Preliminary May GGR results showcase these shifts: out of 18 commercial gaming states, GGR increased in only eight states while declining in 10 compared to the previous year. Notable declines included Connecticut (-11%), Indiana (-11%), Louisiana (-9%), Mississippi (-8%), New Mexico (-5%), and Iowa (-5%). Connecticut's tribal casinos, which count heavily on the drive-in market from New York City and Boston, experienced an 11% GGR decrease in May, potentially signaling broader industry issues as initial reports for June indicate ongoing declines and possibly accelerating trends.
The American Gaming Association reported a record three months of revenue through May 2022 yet highlighted concerning trends: slot GGR fell by 0.1% year-over-year to $2.94 billion while table game GGR increased by 11% to $873.9 million. Sports betting GGR rose by 78% year-over-year to reach $487.5 million, and igaming GGR grew by 31% to $406.4 million. Despite the growth in table games, the overall land-based GGR rose by only 1.5% from the previous month.

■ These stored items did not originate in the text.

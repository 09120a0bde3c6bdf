use std::sync::{Arc, Mutex};

use hdr_core::filters::{
    GradDomParams, HistEqParams, ReinhardGlobalParams, ReinhardLocalParams, StitchingParams,
};
use hdr_core::{
    Exposure, ExposureSet, Filter, FilterInput, FilterKind, HostBackend, Method, Params,
    PixelBuffer, StatusSink,
};

fn scene(width: u32, height: u32) -> PixelBuffer {
    let mut buf = PixelBuffer::new(width, height);
    let w = width as usize;
    for (i, px) in buf.data.chunks_exact_mut(4).enumerate() {
        let (x, y) = ((i % w) as f32, (i / w) as f32);
        let r = (0.5 + 0.5 * (x * 0.21).sin()) * 0.9;
        let g = (y / height as f32).powf(1.5);
        let b = if (x as usize / 8 + y as usize / 8) % 2 == 0 { 0.8 } else { 0.1 };
        px.copy_from_slice(&[r, g, b, 1.0]);
    }
    buf
}

fn bracket(width: u32, height: u32) -> ExposureSet {
    let base = scene(width, height);
    let images = [0.5_f32, 1.0, 2.0]
        .into_iter()
        .map(|exposure| {
            let mut buffer = base.clone();
            for (i, v) in buffer.data.iter_mut().enumerate() {
                if i % 4 != 3 {
                    *v = (*v * exposure).min(1.0);
                }
            }
            Exposure { buffer, exposure }
        })
        .collect();
    ExposureSet::new(images).unwrap()
}

fn run_verified(kind: FilterKind, input: FilterInput) {
    let params = Params::default();
    let mut backend = HostBackend::new(&params, &StatusSink::silent())
        .unwrap()
        .with_local_size(64);
    let lines = Arc::new(Mutex::new(Vec::<String>::new()));
    let captured = lines.clone();
    let status = StatusSink::new(move |msg| captured.lock().unwrap().push(msg.to_string()));
    let name = kind.name();
    let mut filter = Filter::new(kind).with_status(status);

    let outcome = filter
        .run(Method::Parallel(&mut backend), &input, &params)
        .unwrap();
    let report = outcome.verification.expect("verification enabled by default");
    assert!(
        report.passed(),
        "{name}: {} mismatches, max diff {}",
        report.mismatches,
        report.max_diff
    );
    assert_eq!(outcome.output.width, input.width());
    let lines = lines.lock().unwrap();
    assert!(lines.iter().any(|l| l.starts_with("Local size:")), "{name}: {lines:?}");
    assert!(lines.iter().any(|l| l == "Verification passed."), "{name}: {lines:?}");
}

#[test]
fn hist_eq_host_matches_reference() {
    run_verified(FilterKind::HistEq(HistEqParams::default()), scene(96, 64).into());
}

#[test]
fn reinhard_global_host_matches_reference() {
    run_verified(
        FilterKind::ReinhardGlobal(ReinhardGlobalParams::default()),
        scene(96, 64).into(),
    );
}

#[test]
fn reinhard_local_host_matches_reference() {
    run_verified(
        FilterKind::ReinhardLocal(ReinhardLocalParams::default()),
        scene(96, 64).into(),
    );
}

#[test]
fn grad_dom_host_matches_reference() {
    run_verified(FilterKind::GradDom(GradDomParams::default()), scene(96, 64).into());
}

#[test]
fn stitching_host_matches_reference() {
    run_verified(
        FilterKind::Stitching(StitchingParams::default()),
        bracket(48, 32).into(),
    );
}

#[test]
fn odd_sized_and_single_pixel_images() {
    for (w, h) in [(1, 1), (3, 1), (1, 5), (33, 17)] {
        run_verified(
            FilterKind::ReinhardLocal(ReinhardLocalParams::default()),
            scene(w, h).into(),
        );
        run_verified(FilterKind::GradDom(GradDomParams::default()), scene(w, h).into());
        run_verified(FilterKind::HistEq(HistEqParams::default()), scene(w, h).into());
    }
}

#[test]
fn stitched_output_can_be_tone_mapped() {
    let params = Params::default();
    let mut stitch = Filter::new(FilterKind::Stitching(StitchingParams::default()));
    let hdr = stitch
        .run(Method::Reference, &bracket(32, 32).into(), &params)
        .unwrap()
        .output;
    let mut tone_map = Filter::new(FilterKind::ReinhardGlobal(ReinhardGlobalParams::default()));
    let ldr = tone_map
        .run(Method::Reference, &FilterInput::from(hdr), &params)
        .unwrap()
        .output;
    assert!(ldr.data.iter().all(|v| (0.0..=1.0).contains(v)));
}

#[test]
fn uniform_gray_through_parallel_path() {
    let gray = PixelBuffer::filled(40, 30, [0.5, 0.5, 0.5, 1.0]);
    run_verified(FilterKind::HistEq(HistEqParams::default()), gray.clone().into());
    run_verified(
        FilterKind::ReinhardGlobal(ReinhardGlobalParams::default()),
        gray.clone().into(),
    );
    run_verified(
        FilterKind::ReinhardLocal(ReinhardLocalParams::default()),
        gray.clone().into(),
    );
    run_verified(FilterKind::GradDom(GradDomParams::default()), gray.clone().into());

    let params = Params::default();
    let mut backend = HostBackend::new(&params, &StatusSink::silent()).unwrap();
    let mut filter = Filter::new(FilterKind::HistEq(HistEqParams::default()));
    let outcome = filter
        .run(Method::Parallel(&mut backend), &gray.clone().into(), &params)
        .unwrap();
    assert_eq!(outcome.output, gray);
}

#[test]
fn hist_eq_300x300_end_to_end() {
    let input = FilterInput::from(scene(300, 300));
    let params = Params {
        tolerance: 0.0,
        ..Default::default()
    };
    let lines = Arc::new(Mutex::new(Vec::<String>::new()));
    let captured = lines.clone();
    let status = StatusSink::new(move |msg| captured.lock().unwrap().push(msg.to_string()));
    let mut filter = Filter::new(FilterKind::HistEq(HistEqParams::default())).with_status(status);

    let reference = filter.run(Method::Reference, &input, &params).unwrap().output;
    assert_eq!((reference.width, reference.height), (300, 300));
    assert!(reference.data.iter().all(|v| (0.0..=1.0).contains(v)));
    assert!(filter.verify(&reference, &reference, 0.0).passed());

    let mut backend = HostBackend::new(&params, &StatusSink::silent()).unwrap();
    let outcome = filter
        .run(Method::Parallel(&mut backend), &input, &params)
        .unwrap();
    let report = outcome.verification.expect("verification enabled by default");
    assert!(report.passed(), "max diff {}", report.max_diff);
    assert_eq!(report.mismatches, 0);
    let lines = lines.lock().unwrap();
    assert!(lines.iter().any(|l| l.starts_with("Reference took")), "{lines:?}");
    assert!(lines.iter().any(|l| l.starts_with("host implementation took")), "{lines:?}");
}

Land-based gaming still accounts for over 70% of total U.S. gaming revenue, and while sports betting and igaming are gaining attention, igaming actually saw a decline of 2.4% in May, while sports betting's growth was recorded at 5.1%. Given that sports betting comprises only 7-8% of total U.S. GGR, drawing conclusions solely from its monthly performance can be misleading due to the variable sports calendar and the evolving landscape of new markets.
The notion of the U.S. casino market being recession-proof has been disproven; therefore, pervasive inflation, intensified by soaring gasoline prices, is likely to lead to stock declines for commercial operators as consumers brace for inflationary effects. This trend has already been notable: Caesars Entertainment's stock plummeted by 57% between January 3 and June 24 of this year, while Bally's fell by 46% and both Penn National Gaming and MGM Resorts saw shares drop by 44%. The S&P 500, for comparison, decreased by only 20% during the same timeframe.

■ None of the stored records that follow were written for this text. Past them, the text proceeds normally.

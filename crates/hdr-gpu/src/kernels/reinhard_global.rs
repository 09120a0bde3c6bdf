use bytemuck::{Pod, Zeroable};
use hdr_core::filters::ReinhardGlobalParams;
use hdr_core::{FilterError, PixelBuffer, StatusSink};
use tracing::debug;

use super::{WORKGROUP_SIZE, dispatch, encoder, pixel_workgroups, reduction_workgroups, submit};
use crate::buffer::{
    bind_buffers, download_pixels, pixel_bytes, storage, uniform, upload_pixels,
};
use crate::context::GpuContext;
use crate::program::{BindingKind, Program, create_layout, create_pipeline_layout};

#[repr(C)]
#[derive(Clone, Copy, Pod, Zeroable)]
struct Config {
    pixel_count: u32,
    groups: u32,
    key: f32,
    sat: f32,
}

/// reduce_luminance -> final_reduce -> tone_map.
pub struct ReinhardGlobalKernels {
    layout: wgpu::BindGroupLayout,
    reduce: wgpu::ComputePipeline,
    final_reduce: wgpu::ComputePipeline,
    tone_map: wgpu::ComputePipeline,
}

impl ReinhardGlobalKernels {
    pub async fn new(ctx: &GpuContext) -> Result<Self, FilterError> {
        use BindingKind::*;
        let layout = create_layout(
            &ctx.device,
            "reinhard_global_bgl",
            &[
                Uniform,
                StorageRead,
                StorageReadWrite,
                StorageReadWrite,
                StorageReadWrite,
            ],
        );
        let pipeline_layout =
            create_pipeline_layout(&ctx.device, "reinhard_global_layout", &[&layout]);
        Program::build(
            &ctx.device,
            "reinhard_global",
            super::shader_source!("reinhard_global.wgsl"),
            |program| Self {
                reduce: program.pipeline("reduce_luminance", &pipeline_layout),
                final_reduce: program.pipeline("final_reduce", &pipeline_layout),
                tone_map: program.pipeline("tone_map", &pipeline_layout),
                layout,
            },
        )
        .await
    }

    pub fn run(
        &self,
        ctx: &GpuContext,
        input: &PixelBuffer,
        params: &ReinhardGlobalParams,
        status: &StatusSink,
    ) -> Result<PixelBuffer, FilterError> {
        let n = input.pixel_count();
        if n == 0 {
            return Ok(input.clone());
        }
        let groups = reduction_workgroups(n);
        let workgroups = pixel_workgroups(n);
        status.report(&format!(
            "Local size: {WORKGROUP_SIZE} Global size: {}",
            workgroups as usize * WORKGROUP_SIZE
        ));

        let config = uniform(
            &ctx.device,
            "reinhard_global_config",
            &Config {
                pixel_count: n as u32,
                groups,
                key: params.key,
                sat: params.sat,
            },
        );
        let input_buf = upload_pixels(ctx, "reinhard_global_input", input)?;
        let output_buf = storage(&ctx.device, "reinhard_global_output", pixel_bytes(n));
        let partial = storage(&ctx.device, "reinhard_global_partial", u64::from(groups) * 8);
        let stats = storage(&ctx.device, "reinhard_global_stats", 8);
        let bind_group = bind_buffers(
            &ctx.device,
            "reinhard_global_bg",
            &self.layout,
            &[&config, &input_buf, &output_buf, &partial, &stats],
        );
        let groups0: &[(&wgpu::BindGroup, &[u32])] = &[(&bind_group, &[])];

        let mut enc = encoder(ctx, "reinhard_global_encoder");
        for (entry, pipeline, size) in [
            ("reduce_luminance", &self.reduce, groups),
            ("final_reduce", &self.final_reduce, 1),
            ("tone_map", &self.tone_map, workgroups),
        ] {
            dispatch(&mut enc, entry, pipeline, groups0, size);
        }
        submit(ctx, enc);

        debug!(pixels = n, groups, "GPU Reinhard global");
        download_pixels(ctx, &output_buf, input.width, input.height)
    }
}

For tribal casinos, declines in GGR signify an existential threat, impacting not only the overall value but also tribal services that directly affect community members. In contrast, increased gasoline prices and reduced travel for land-based gaming could allegedly benefit igaming, as players turn to online options. However, the combined effect of decreasing disposable income and rising inflation across various essential items adds pressure on igaming GGR prospects.

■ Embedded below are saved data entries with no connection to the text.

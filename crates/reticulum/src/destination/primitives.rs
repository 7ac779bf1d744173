//! Marker types encoding a Destination's direction and addressing mode at
//! the type level, the way the reference keeps "what can this destination
//! do" statically checkable instead of asserted at runtime.

use crate::error::RnsError;
use crate::hash::AddressHash;

pub trait Direction: private::Sealed {}
pub trait Type: private::Sealed {
    const DESTINATION_TYPE: crate::packet::DestinationType;
}

#[derive(Debug, Clone, Copy)]
pub struct In;
#[derive(Debug, Clone, Copy)]
pub struct Out;

impl Direction for In {}
impl Direction for Out {}

#[derive(Debug, Clone, Copy)]
pub struct Single;
#[derive(Debug, Clone, Copy)]
pub struct Group;
#[derive(Debug, Clone, Copy)]
pub struct Plain;
#[derive(Debug, Clone, Copy)]
pub struct Link;

impl Type for Single {
    const DESTINATION_TYPE: crate::packet::DestinationType = crate::packet::DestinationType::Single;
}
impl Type for Group {
    const DESTINATION_TYPE: crate::packet::DestinationType = crate::packet::DestinationType::Group;
}
impl Type for Plain {
    const DESTINATION_TYPE: crate::packet::DestinationType = crate::packet::DestinationType::Plain;
}
impl Type for Link {
    const DESTINATION_TYPE: crate::packet::DestinationType = crate::packet::DestinationType::Link;
}

mod private {
    pub trait Sealed {}
    impl Sealed for super::In {}
    impl Sealed for super::Out {}
    impl Sealed for super::Single {}
    impl Sealed for super::Group {}
    impl Sealed for super::Plain {}
    impl Sealed for super::Link {}
}

/// Symmetric-key group encryption, used by GROUP destinations. Shares the
/// Fernet framing used everywhere else in the stack.
pub fn group_encrypt(
    fernet: &crate::crypt::Fernet,
    plaintext: &[u8],
) -> Result<Vec<u8>, RnsError> {
    fernet.encrypt(plaintext)
}

pub fn group_decrypt(fernet: &crate::crypt::Fernet, ciphertext: &[u8]) -> Result<Vec<u8>, RnsError> {
    fernet.decrypt(ciphertext)
}

/// Destination hash: truncated SHA-256 of `"app_name" + "." + aspects.join(".")`
/// mixed with the identity's public hash, following the reference rule: the
/// name hash is itself truncated-hashed together with the identity hash.
pub fn destination_hash(
    app_name: &str,
    aspects: &[&str],
    identity_hash: Option<AddressHash>,
) -> AddressHash {
    let mut name = String::from(app_name);
    for aspect in aspects {
        name.push('.');
        name.push_str(aspect);
    }
    let name_hash = AddressHash::digest(name.as_bytes());

    let mut material = Vec::with_capacity(32);
    material.extend_from_slice(name_hash.as_slice());
    if let Some(identity_hash) = identity_hash {
        material.extend_from_slice(identity_hash.as_slice());
    } else {
        material.extend_from_slice(&[0u8; 16]);
    }

    AddressHash::digest(&material)
}

#[cfg(test)]
mod tests {
    use super::*;

    #[test]
    fn destination_hash_is_deterministic() {
        let identity_hash = AddressHash::digest(b"identity");
        let a = destination_hash("lxmf", &["delivery"], Some(identity_hash));
        let b = destination_hash("lxmf", &["delivery"], Some(identity_hash));
        assert_eq!(a, b);
    }

    #[test]
    fn destination_hash_differs_by_aspect() {
        let identity_hash = AddressHash::digest(b"identity");
        let a = destination_hash("lxmf", &["delivery"], Some(identity_hash));
        let b = destination_hash("lxmf", &["propagation"], Some(identity_hash));
        assert_ne!(a, b);
    }
}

Early indicators suggest a decline in igaming revenue may be occurring, particularly in leading states, although confidence in these findings remains tentative. Data from Michigan, Pennsylvania, New Jersey, and Connecticut shows reductions in igaming revenue from March to June 2022, with overall declines by 8.6% across these states. Pennsylvania reported a 12.9% decrease, Connecticut saw an 11.4% drop, and both Michigan and New Jersey experienced declines of 7.7% and 5.3%, respectively.
While variations could be part of a maturing igaming market or seasonal factors, this decline is concerning against a backdrop of prior revenue growth. The next quarter's revenue data will be crucial in establishing any consistent trends moving forward.